[Start of section]

//! In-memory system delegate for tests and loopback deployments.
//!
//! Behaves like a tiny device: it keeps a settings store, an installed
//! package list, and a per-run notion of the foreground app, and records
//! every call so tests can assert on exactly what the session engine asked
//! the OS to do — without shelling out to anything.

use std::sync::Mutex;

use displayd_core::{OutputId, SettingsNamespace};

use super::{DelegateError, SystemDelegate};

/// A recording, in-memory [`SystemDelegate`].
#[derive(Default)]
pub struct MockSystemDelegate {
    /// Settings store backing `put_setting` / `get_setting`.
    settings: Mutex<Vec<((SettingsNamespace, String), String)>>,
    /// Installed package names; `launch_app` requires membership.
    installed: Mutex<Vec<String>>,
    /// Last package launched on any output; returned by `foreground_app`.
    foreground: Mutex<Option<String>>,
    /// Recorded `(output, package)` launches.
    pub launches: Mutex<Vec<(OutputId, String)>>,
    /// Recorded `(output, component)` activity launches.
    pub activity_launches: Mutex<Vec<(OutputId, String)>>,
    /// Recorded force-stops.
    pub stops: Mutex<Vec<String>>,
    /// Recorded `(package, permission)` grants.
    pub grants: Mutex<Vec<(String, String)>>,
    /// Recorded `(package, permission)` revocations.
    pub revocations: Mutex<Vec<(String, String)>>,
    /// Recorded raw shell commands.
    pub shell_commands: Mutex<Vec<String>>,
    /// When `true`, every call fails with [`DelegateError::Failed`].
    pub should_fail: bool,
}

impl MockSystemDelegate {
    pub fn new() -> Self {
        Self::default()
    }

    /// A delegate whose every call fails, for error-path tests.
    pub fn failing() -> Self {
        Self {
            should_fail: true,
            ..Self::default()
        }
    }

    /// Marks a package as installed so `launch_app` accepts it.
    pub fn add_installed(&self, package: &str) {
        self.installed
            .lock()
            .expect("installed list poisoned")
            .push(package.to_string());
    }

    fn fail_if_configured(&self) -> Result<(), DelegateError> {
        if self.should_fail {
            return Err(DelegateError::Failed("mock delegate failure".to_string()));
        }
        Ok(())
    }
}

impl SystemDelegate for MockSystemDelegate {
    fn launch_app(&self, output: OutputId, package: &str) -> Result<(), DelegateError> {
        self.fail_if_configured()?;
        if !self
            .installed
            .lock()
            .expect("installed list poisoned")
            .iter()
            .any(|p| p == package)
        {
            return Err(DelegateError::PackageNotFound(package.to_string()));
        }
        self.launches
            .lock()
            .expect("launch log poisoned")
            .push((output, package.to_string()));
        *self.foreground.lock().expect("foreground poisoned") = Some(package.to_string());
        Ok(())
    }

    fn launch_activity(
        &self,
        output: OutputId,
        package: &str,
        activity: &str,
        _extras: &[(String, String)],
    ) -> Result<(), DelegateError> {
        self.fail_if_configured()?;
        self.activity_launches
            .lock()
            .expect("activity log poisoned")
            .push((output, format!("{package}/{activity}")));
        *self.foreground.lock().expect("foreground poisoned") = Some(package.to_string());
        Ok(())
    }

    fn foreground_app(&self, _output: OutputId) -> Result<String, DelegateError> {
        self.fail_if_configured()?;
        Ok(self
            .foreground
            .lock()
            .expect("foreground poisoned")
            .clone()
            .unwrap_or_default())
    }

    fn force_stop(&self, package: &str) -> Result<(), DelegateError> {
        self.fail_if_configured()?;
        self.stops
            .lock()
            .expect("stop log poisoned")
            .push(package.to_string());
        let mut foreground = self.foreground.lock().expect("foreground poisoned");
        if foreground.as_deref() == Some(package) {
            *foreground = None;
        }
        Ok(())
    }

    fn install_package(&self, path: &str) -> Result<bool, DelegateError> {
        self.fail_if_configured()?;
        // Derive a package-ish name from the archive path, as an installer
        // would after parsing the manifest.
        let name = path
            .rsplit('/')
            .next()
            .unwrap_or(path)
            .trim_end_matches(".apk")
            .to_string();
        self.installed
            .lock()
            .expect("installed list poisoned")
            .push(name);
        Ok(true)
    }

    fn uninstall_package(&self, package: &str) -> Result<bool, DelegateError> {
        self.fail_if_configured()?;
        let mut installed = self.installed.lock().expect("installed list poisoned");
        let before = installed.len();
        installed.retain(|p| p != package);
        Ok(installed.len() < before)
    }

    fn grant_permission(&self, package: &str, permission: &str) -> Result<(), DelegateError> {
        self.fail_if_configured()?;
        self.grants
            .lock()
            .expect("grant log poisoned")
            .push((package.to_string(), permission.to_string()));
        Ok(())
    }

    fn revoke_permission(&self, package: &str, permission: &str) -> Result<(), DelegateError> {
        self.fail_if_configured()?;
        self.revocations
            .lock()
            .expect("revocation log poisoned")
            .push((package.to_string(), permission.to_string()));
        Ok(())
    }

    fn put_setting(
        &self,
        namespace: SettingsNamespace,
        key: &str,
        value: &str,
    ) -> Result<(), DelegateError> {
        self.fail_if_configured()?;
        let mut settings = self.settings.lock().expect("settings store poisoned");
        let entry_key = (namespace, key.to_string());
        if let Some(entry) = settings.iter_mut().find(|(k, _)| *k == entry_key) {
            entry.1 = value.to_string();
        } else {
            settings.push((entry_key, value.to_string()));
        }
        Ok(())
    }

    fn get_setting(
        &self,
        namespace: SettingsNamespace,
        key: &str,
    ) -> Result<Option<String>, DelegateError> {
        self.fail_if_configured()?;
        let settings = self.settings.lock().expect("settings store poisoned");
        Ok(settings
            .iter()
            .find(|((ns, k), _)| *ns == namespace && k == key)
            .map(|(_, v)| v.clone()))
    }

    fn installed_packages(&self) -> Result<Vec<String>, DelegateError> {
        self.fail_if_configured()?;
        Ok(self.installed.lock().expect("installed list poisoned").clone())
    }

    fn execute_shell(&self, command: &str) -> Result<String, DelegateError> {
        self.fail_if_configured()?;
        self.shell_commands
            .lock()
            .expect("shell log poisoned")
            .push(command.to_string());
        Ok(String::new())
    }
}

// ── Tests ─────────────────────────────────────────────────────────────────────

#[cfg(test)]
mod tests {
    use super::*;

    #[test]
    fn test_settings_round_trip_per_namespace() {
        let delegate = MockSystemDelegate::new();
        for namespace in [
            SettingsNamespace::System,
            SettingsNamespace::Secure,
            SettingsNamespace::Global,
        ] {
            delegate
                .put_setting(namespace, "brightness", "200")
                .unwrap();
            assert_eq!(
                delegate.get_setting(namespace, "brightness").unwrap(),
                Some("200".to_string())
            );
        }
    }

    #[test]
    fn test_namespaces_do_not_share_keys() {
        let delegate = MockSystemDelegate::new();
        delegate
            .put_setting(SettingsNamespace::System, "k", "system-value")
            .unwrap();
        assert_eq!(
            delegate.get_setting(SettingsNamespace::Global, "k").unwrap(),
            None
        );
    }

    #[test]
    fn test_put_setting_overwrites_existing_value() {
        let delegate = MockSystemDelegate::new();
        delegate
            .put_setting(SettingsNamespace::Global, "k", "1")
            .unwrap();
        delegate
            .put_setting(SettingsNamespace::Global, "k", "2")
            .unwrap();
        assert_eq!(
            delegate.get_setting(SettingsNamespace::Global, "k").unwrap(),
            Some("2".to_string())
        );
    }

    #[test]
    fn test_launch_app_requires_installed_package() {
        let delegate = MockSystemDelegate::new();
        let result = delegate.launch_app(0, "com.missing.app");
        assert!(matches!(result, Err(DelegateError::PackageNotFound(_))));

        delegate.add_installed("com.example.app");
        delegate.launch_app(0, "com.example.app").unwrap();
        assert_eq!(delegate.foreground_app(0).unwrap(), "com.example.app");
    }

    #[test]
    fn test_force_stop_clears_foreground() {
        let delegate = MockSystemDelegate::new();
        delegate.add_installed("com.example.app");
        delegate.launch_app(0, "com.example.app").unwrap();

        delegate.force_stop("com.example.app").unwrap();

        assert_eq!(delegate.foreground_app(0).unwrap(), "");
    }

    #[test]
    fn test_install_then_uninstall_round_trips() {
        let delegate = MockSystemDelegate::new();
        assert!(delegate.install_package("/data/tmp/com.example.app.apk").unwrap());
        assert!(delegate
            .installed_packages()
            .unwrap()
            .contains(&"com.example.app".to_string()));

        assert!(delegate.uninstall_package("com.example.app").unwrap());
        assert!(!delegate.uninstall_package("com.example.app").unwrap());
    }

    #[test]
    fn test_failing_delegate_rejects_every_call() {
        let delegate = MockSystemDelegate::failing();
        assert!(delegate.execute_shell("ls").is_err());
        assert!(delegate
            .get_setting(SettingsNamespace::System, "k")
            .is_err());
    }
}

[End of section]

In the lines above, find the word "revocations" and copy each line that contains it.

→ Answer section:
    /// Recorded `(package, permission)` revocations.
    pub revocations: Mutex<Vec<(String, String)>>,
        self.revocations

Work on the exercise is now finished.